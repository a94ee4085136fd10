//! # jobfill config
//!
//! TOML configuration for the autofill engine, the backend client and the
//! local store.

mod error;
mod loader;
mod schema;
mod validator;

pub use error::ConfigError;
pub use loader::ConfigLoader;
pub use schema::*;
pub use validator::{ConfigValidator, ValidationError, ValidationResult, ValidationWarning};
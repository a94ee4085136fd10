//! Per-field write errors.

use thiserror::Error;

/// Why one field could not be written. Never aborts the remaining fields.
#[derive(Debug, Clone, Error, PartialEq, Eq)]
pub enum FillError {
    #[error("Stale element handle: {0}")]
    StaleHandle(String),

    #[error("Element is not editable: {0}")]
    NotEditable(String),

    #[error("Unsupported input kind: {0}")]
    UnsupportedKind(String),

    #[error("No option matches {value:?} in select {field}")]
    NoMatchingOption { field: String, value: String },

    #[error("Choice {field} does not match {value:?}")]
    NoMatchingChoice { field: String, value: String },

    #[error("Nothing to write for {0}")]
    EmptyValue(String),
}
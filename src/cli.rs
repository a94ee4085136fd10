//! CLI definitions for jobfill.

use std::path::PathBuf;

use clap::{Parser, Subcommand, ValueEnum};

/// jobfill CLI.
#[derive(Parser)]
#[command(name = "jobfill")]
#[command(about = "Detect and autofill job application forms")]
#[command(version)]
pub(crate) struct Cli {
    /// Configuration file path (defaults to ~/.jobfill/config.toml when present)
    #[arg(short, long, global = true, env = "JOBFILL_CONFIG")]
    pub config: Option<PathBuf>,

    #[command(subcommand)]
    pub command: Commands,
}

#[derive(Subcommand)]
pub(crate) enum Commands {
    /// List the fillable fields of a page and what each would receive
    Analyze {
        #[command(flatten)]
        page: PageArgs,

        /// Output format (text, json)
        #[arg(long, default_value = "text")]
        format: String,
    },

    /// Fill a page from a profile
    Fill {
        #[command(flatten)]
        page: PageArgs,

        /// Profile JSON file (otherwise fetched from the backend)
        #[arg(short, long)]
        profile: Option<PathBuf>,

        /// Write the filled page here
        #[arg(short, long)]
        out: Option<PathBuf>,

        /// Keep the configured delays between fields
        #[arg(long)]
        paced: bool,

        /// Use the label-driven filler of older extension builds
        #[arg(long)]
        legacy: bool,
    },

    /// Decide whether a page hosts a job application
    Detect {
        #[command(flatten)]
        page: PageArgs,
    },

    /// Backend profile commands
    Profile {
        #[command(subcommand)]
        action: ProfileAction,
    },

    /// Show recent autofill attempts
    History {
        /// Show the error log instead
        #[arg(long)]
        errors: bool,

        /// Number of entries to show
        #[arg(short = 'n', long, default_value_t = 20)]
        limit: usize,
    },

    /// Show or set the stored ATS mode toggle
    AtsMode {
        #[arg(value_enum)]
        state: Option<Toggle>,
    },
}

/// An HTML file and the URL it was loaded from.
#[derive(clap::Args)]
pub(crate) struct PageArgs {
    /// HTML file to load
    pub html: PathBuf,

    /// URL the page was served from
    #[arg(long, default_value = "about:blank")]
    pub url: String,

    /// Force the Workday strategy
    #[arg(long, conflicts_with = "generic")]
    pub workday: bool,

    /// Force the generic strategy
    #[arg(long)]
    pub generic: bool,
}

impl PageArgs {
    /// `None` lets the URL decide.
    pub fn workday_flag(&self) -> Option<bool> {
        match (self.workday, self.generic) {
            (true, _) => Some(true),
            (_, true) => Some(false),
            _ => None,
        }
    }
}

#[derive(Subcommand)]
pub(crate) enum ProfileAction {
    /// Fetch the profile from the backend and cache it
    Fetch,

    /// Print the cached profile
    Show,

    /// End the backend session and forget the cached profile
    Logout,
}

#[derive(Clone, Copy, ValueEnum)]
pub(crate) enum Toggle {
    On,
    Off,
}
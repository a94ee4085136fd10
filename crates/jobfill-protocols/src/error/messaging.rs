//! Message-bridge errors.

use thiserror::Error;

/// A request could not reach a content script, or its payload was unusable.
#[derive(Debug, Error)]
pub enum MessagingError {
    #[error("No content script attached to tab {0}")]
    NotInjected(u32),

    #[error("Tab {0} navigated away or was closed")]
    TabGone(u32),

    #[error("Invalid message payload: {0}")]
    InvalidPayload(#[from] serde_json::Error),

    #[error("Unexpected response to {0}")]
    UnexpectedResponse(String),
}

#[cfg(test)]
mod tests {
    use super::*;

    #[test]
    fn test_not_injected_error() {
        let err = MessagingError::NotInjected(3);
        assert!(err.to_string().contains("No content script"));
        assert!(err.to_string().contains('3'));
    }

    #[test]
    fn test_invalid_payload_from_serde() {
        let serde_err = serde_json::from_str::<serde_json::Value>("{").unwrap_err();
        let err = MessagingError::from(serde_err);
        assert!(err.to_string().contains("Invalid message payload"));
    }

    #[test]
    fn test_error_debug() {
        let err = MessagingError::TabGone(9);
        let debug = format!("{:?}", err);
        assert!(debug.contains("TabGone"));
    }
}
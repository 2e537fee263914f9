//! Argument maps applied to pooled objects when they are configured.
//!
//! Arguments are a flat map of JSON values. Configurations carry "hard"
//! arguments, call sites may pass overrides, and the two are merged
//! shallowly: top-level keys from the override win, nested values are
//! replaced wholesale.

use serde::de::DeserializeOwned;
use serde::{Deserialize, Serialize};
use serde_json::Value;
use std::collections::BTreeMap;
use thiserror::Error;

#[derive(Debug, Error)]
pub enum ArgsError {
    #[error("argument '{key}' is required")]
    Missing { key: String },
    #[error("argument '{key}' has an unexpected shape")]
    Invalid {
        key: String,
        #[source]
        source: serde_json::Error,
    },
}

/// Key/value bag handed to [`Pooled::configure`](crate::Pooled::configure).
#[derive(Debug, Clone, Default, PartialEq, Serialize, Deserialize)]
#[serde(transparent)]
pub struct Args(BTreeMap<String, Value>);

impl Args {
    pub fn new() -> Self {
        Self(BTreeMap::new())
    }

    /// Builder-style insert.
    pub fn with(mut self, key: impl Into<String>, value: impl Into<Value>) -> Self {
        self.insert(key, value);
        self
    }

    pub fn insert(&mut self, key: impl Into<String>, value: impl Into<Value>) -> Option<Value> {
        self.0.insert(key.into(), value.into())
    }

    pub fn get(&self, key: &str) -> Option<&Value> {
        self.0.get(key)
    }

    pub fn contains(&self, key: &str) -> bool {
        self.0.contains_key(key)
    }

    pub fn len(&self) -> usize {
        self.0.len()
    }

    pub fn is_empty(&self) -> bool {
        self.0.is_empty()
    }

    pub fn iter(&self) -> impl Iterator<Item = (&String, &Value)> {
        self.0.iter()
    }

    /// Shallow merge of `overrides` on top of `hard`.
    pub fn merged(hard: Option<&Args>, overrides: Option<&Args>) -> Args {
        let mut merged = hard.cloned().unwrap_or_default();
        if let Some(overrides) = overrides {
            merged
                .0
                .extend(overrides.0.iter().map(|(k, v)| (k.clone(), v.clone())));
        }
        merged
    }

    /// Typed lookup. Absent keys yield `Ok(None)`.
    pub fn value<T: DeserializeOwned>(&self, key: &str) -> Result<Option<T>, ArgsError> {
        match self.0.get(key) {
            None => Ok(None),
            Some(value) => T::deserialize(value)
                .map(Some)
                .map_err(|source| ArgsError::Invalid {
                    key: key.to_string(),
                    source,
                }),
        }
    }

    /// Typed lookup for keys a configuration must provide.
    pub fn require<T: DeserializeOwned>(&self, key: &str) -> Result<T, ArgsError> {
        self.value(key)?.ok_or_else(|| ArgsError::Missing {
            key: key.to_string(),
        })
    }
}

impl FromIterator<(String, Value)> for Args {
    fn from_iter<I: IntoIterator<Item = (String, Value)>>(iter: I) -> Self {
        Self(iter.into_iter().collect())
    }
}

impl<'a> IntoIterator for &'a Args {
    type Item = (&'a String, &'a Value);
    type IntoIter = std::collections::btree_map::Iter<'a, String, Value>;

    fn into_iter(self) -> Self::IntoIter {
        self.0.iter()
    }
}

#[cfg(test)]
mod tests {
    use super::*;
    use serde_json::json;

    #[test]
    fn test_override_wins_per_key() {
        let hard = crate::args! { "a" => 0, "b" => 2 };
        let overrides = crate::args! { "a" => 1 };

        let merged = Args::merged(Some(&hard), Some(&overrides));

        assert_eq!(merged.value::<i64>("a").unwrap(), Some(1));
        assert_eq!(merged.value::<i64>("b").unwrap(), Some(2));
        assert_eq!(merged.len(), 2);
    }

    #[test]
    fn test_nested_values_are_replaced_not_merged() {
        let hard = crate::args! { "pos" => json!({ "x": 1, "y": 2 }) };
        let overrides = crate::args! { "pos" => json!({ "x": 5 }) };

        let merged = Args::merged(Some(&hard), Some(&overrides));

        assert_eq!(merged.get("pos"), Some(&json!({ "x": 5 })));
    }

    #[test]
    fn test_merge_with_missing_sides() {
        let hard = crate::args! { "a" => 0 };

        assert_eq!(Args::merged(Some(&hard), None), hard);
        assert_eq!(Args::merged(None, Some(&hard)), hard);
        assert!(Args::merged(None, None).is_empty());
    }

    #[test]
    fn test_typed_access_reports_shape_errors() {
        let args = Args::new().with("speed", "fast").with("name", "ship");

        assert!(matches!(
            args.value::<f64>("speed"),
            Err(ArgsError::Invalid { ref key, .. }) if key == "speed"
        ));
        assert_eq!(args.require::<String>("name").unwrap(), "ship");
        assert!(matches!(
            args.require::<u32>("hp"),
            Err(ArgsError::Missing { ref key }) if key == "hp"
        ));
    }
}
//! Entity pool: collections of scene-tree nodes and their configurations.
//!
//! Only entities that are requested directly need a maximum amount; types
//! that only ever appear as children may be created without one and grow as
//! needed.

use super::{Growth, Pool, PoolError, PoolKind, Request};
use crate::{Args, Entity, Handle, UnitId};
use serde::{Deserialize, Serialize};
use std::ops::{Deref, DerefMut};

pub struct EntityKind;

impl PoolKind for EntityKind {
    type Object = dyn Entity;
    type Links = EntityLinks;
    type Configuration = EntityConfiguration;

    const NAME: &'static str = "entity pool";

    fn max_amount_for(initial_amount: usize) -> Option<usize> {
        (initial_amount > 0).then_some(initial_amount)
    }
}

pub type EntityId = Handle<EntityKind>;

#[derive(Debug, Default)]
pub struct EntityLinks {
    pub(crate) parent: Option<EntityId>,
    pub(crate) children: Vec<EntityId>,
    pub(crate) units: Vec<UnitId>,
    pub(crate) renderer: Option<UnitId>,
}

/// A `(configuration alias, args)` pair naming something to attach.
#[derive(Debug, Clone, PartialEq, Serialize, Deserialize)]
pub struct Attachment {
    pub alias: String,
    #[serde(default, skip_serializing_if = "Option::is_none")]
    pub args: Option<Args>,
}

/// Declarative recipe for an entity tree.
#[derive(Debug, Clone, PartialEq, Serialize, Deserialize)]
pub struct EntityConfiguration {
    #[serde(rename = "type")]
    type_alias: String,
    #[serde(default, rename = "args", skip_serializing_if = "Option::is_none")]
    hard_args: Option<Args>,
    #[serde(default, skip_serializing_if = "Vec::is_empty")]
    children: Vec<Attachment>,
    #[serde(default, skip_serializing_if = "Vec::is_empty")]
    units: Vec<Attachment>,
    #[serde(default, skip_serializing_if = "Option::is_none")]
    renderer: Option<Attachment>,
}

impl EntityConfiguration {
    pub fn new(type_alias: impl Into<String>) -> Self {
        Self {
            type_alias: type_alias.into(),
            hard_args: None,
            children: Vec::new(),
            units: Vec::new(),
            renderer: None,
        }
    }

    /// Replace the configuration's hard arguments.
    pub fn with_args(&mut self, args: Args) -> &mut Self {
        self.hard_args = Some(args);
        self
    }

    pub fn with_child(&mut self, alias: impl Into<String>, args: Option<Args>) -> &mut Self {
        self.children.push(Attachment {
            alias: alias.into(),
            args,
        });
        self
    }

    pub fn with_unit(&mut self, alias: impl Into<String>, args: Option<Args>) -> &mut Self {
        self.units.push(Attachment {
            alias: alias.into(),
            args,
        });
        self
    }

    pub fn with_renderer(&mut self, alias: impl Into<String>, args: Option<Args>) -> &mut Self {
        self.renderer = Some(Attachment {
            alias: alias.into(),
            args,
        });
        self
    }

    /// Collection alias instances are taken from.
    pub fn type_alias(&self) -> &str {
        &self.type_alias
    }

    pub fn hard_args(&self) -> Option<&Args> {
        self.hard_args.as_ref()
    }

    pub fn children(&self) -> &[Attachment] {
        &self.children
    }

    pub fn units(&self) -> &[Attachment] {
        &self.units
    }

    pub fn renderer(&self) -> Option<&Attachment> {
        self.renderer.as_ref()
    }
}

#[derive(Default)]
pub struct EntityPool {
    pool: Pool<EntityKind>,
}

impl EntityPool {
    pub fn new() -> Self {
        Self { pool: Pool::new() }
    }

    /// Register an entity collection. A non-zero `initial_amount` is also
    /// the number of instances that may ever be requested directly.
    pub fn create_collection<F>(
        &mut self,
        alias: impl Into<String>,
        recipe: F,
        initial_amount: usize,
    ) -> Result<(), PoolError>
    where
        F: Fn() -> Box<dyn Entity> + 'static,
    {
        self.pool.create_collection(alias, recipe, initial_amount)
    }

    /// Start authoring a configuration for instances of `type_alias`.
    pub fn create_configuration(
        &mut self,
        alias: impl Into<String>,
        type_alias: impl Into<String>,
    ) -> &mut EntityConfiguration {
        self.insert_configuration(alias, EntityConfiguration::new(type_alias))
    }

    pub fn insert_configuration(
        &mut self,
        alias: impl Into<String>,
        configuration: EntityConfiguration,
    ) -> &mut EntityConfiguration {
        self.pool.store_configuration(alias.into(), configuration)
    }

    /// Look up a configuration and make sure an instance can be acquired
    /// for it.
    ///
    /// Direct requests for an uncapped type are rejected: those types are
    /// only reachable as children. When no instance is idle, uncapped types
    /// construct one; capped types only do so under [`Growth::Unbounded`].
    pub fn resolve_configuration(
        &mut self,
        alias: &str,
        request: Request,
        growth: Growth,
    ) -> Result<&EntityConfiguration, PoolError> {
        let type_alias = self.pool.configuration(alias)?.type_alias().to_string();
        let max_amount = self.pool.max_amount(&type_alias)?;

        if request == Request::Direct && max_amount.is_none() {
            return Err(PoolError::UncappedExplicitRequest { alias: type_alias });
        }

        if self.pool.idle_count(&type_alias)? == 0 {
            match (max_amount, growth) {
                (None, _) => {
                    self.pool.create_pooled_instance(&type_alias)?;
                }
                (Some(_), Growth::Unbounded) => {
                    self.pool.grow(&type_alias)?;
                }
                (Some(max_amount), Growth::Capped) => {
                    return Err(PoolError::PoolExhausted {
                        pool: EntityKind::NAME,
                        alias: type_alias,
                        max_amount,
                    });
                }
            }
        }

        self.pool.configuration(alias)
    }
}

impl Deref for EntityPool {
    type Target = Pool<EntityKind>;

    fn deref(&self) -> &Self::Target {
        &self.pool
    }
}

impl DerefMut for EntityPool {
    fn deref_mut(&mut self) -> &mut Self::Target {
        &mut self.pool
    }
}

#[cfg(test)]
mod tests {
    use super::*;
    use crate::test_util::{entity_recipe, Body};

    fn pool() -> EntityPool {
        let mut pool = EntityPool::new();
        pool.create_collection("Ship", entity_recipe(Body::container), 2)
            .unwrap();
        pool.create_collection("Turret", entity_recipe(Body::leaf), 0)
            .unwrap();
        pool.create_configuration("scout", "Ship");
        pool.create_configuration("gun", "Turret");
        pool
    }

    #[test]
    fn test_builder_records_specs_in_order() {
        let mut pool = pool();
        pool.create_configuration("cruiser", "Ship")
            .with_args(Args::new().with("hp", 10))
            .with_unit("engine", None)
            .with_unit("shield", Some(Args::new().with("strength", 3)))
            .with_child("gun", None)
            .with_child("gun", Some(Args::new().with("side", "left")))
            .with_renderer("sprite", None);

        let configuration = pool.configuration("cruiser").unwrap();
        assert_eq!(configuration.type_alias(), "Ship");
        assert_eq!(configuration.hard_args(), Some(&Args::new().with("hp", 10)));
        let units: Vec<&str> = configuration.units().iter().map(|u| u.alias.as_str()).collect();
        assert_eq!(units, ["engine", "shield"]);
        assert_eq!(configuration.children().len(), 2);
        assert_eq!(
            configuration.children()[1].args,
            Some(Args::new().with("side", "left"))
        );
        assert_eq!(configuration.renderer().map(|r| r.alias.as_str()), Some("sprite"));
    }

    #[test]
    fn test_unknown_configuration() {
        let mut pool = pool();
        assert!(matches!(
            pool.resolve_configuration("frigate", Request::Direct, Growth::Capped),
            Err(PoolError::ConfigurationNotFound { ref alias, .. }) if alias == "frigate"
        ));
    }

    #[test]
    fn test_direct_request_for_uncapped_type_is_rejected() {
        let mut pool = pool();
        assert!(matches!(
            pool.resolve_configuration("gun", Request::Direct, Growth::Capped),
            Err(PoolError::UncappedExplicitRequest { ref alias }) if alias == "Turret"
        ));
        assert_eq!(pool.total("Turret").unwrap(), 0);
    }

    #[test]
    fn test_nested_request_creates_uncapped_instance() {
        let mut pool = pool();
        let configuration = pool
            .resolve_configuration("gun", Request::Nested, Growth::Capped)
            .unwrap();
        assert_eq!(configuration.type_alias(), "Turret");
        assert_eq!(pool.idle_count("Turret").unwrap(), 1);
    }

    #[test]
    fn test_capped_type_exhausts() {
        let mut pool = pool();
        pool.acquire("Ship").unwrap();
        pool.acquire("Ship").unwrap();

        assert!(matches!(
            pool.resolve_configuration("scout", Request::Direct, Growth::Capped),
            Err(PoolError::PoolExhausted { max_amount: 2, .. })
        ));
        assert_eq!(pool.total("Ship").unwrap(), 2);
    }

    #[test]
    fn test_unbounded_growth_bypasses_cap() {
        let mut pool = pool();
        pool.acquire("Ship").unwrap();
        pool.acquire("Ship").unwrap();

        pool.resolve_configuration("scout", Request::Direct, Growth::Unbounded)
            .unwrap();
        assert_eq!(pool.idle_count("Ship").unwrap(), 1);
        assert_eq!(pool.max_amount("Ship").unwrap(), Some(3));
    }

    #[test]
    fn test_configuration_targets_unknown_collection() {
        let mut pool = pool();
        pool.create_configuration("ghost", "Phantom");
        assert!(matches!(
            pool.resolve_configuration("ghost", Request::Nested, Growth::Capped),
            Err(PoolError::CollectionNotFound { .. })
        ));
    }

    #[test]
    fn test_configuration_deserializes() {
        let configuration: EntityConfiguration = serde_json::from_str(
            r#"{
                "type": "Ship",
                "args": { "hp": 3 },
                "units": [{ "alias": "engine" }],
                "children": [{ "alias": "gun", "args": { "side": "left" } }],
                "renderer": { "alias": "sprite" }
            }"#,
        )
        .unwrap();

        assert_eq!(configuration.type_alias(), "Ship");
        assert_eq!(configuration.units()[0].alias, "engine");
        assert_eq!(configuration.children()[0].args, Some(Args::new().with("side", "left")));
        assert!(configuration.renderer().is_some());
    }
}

☆ ☆ ☆ ☆ ☆

*WORK REQUIRED*: Take the listing above and repeat exactly the lines from the one containing "Typed lookup. Absent" through the one containing "pub fn require<T: DeserializeOwned>(&self, key: &str)", both included.

*EXERCISE OUTPUT*:
    /// Typed lookup. Absent keys yield `Ok(None)`.
    pub fn value<T: DeserializeOwned>(&self, key: &str) -> Result<Option<T>, ArgsError> {
        match self.0.get(key) {
            None => Ok(None),
            Some(value) => T::deserialize(value)
                .map(Some)
                .map_err(|source| ArgsError::Invalid {
                    key: key.to_string(),
                    source,
                }),
        }
    }

    /// Typed lookup for keys a configuration must provide.
    pub fn require<T: DeserializeOwned>(&self, key: &str) -> Result<T, ArgsError> {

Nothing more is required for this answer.